Thursday, July 7, 2011

Muffin Baking

Muffins are a mainstay around our house. They are just as nutritious as they are good to eat. They are quicker and easier to make than cookies and usually contain much less sugar and fat. We usually eat them for breakfast, but they like with any meal. (For Easter, we served cranberry nut muffins with a ham dinner.) They work well for snacks and desserts as well. Extras can be frozen and warmed in the microwave for hot muffins anytime.
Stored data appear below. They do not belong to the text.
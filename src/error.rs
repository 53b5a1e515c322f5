//! Error types for setup, I/O and GPU operations.
//!
//! Nothing in a simulation step returns an error: points outside the volume,
//! non-leaf traversal results and degenerate trees are handled as data by
//! the update stage. These types cover loading the spatial index, building
//! the pool, reading configuration and talking to the GPU.

use thiserror::Error;

/// Errors raised while loading or validating a spatial index.
#[derive(Debug, Error)]
pub enum SdfError {
    /// Byte buffer is not a whole number of nodes.
    #[error("SDF buffer length {len} is not a multiple of the node size {stride}")]
    ByteLength { len: usize, stride: usize },
    /// A child slot points past the end of the node array.
    #[error("node {node} slot {slot} references missing child {child}")]
    ChildOutOfRange { node: usize, slot: usize, child: i32 },
    /// Slot 0 marks the node as a leaf, yet a later slot holds a child.
    #[error("leaf node {node} has a child in slot {slot}")]
    ChildOfLeaf { node: usize, slot: usize },
    /// A child box pokes out of its parent box.
    #[error("node {child} is not contained in its parent {node}")]
    ChildNotContained { node: usize, child: usize },
    /// `min` exceeds `max` on some axis.
    #[error("node {node} has min > max")]
    InvertedBounds { node: usize },
    /// A node is reachable through more than one parent.
    #[error("node {node} is reachable more than once; the index is not a tree")]
    NotATree { node: usize },
    /// Failed to read the index from disk.
    #[error("failed to read SDF file: {0}")]
    Io(#[from] std::io::Error),
}

/// Errors raised by the particle pool and its index collections.
#[derive(Debug, Error)]
pub enum PoolError {
    /// A pool needs at least one slot.
    #[error("particle pool capacity must be at least 1")]
    ZeroCapacity,
    /// Pushing into a full collection; means an index was duplicated.
    #[error("index collection is full, cannot push particle {index}")]
    Overflow { index: u32 },
    /// Slot state disagrees with free-collection membership.
    #[error("lifecycle invariant violated at slot {index}: {reason}")]
    Invariant { index: u32, reason: &'static str },
}

/// Errors raised while reading or checking configuration.
#[derive(Debug, Error)]
pub enum ConfigError {
    #[error("failed to read config file: {0}")]
    Io(#[from] std::io::Error),
    #[error("failed to parse config: {0}")]
    Parse(#[from] toml::de::Error),
    /// A parameter is outside its accepted range.
    #[error("invalid parameter `{name}`: {reason}")]
    Invalid { name: &'static str, reason: &'static str },
}

/// Errors that can occur during GPU initialization or readback.
#[derive(Debug, Error)]
pub enum GpuError {
    /// No compatible GPU adapter found.
    #[error("No compatible GPU adapter found. Ensure your system has a GPU with WebGPU/Vulkan/Metal/DX12 support.")]
    NoAdapter,
    /// Failed to create GPU device.
    #[error("Failed to create GPU device: {0}")]
    DeviceCreation(#[from] wgpu::RequestDeviceError),
    /// The pool does not fit in one dispatch or one storage binding.
    #[error("capacity {capacity} exceeds the device limit of {max} particles")]
    CapacityTooLarge { capacity: u32, max: u32 },
    /// Failed to map buffer for reading.
    #[error("Failed to map GPU buffer: {0}")]
    BufferMapping(String),
}

/// Errors that can occur when running a simulation.
#[derive(Debug, Error)]
pub enum SimulationError {
    #[error("spatial index error: {0}")]
    Sdf(#[from] SdfError),
    #[error("particle pool error: {0}")]
    Pool(#[from] PoolError),
    #[error("configuration error: {0}")]
    Config(#[from] ConfigError),
    #[error("GPU error: {0}")]
    Gpu(#[from] GpuError),
}

/// Crate-wide result alias.
pub type Result<T, E = SimulationError> = std::result::Result<T, E>;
Today we will make muffins using the "muffin method". (Just as there are two major makeup methods for quick breads, there are two methods for muffins muffin method and the method of skimming.) The muffin method, liquid and dry ingredients are mixed separately and then stir together until just combined. We will include tips and guidance to the perfect and some muffins Streusel topping and recipes to crown your creations with.

To make muffins with muffin method, select a favorite recipe muffin no urge to whip the sugar into fat. (Look for a recipe that calls for that oil or melted butter.)

In preparation, be greased muffin cups. We like the oils of an aerosol spray to reach the corners of boxes. Be sure to cover the upper edges of the muffins will leak during cooking. (You can use paper liners, but when the dough is slightly sticky to the paper, you will be slightly below the muffins.)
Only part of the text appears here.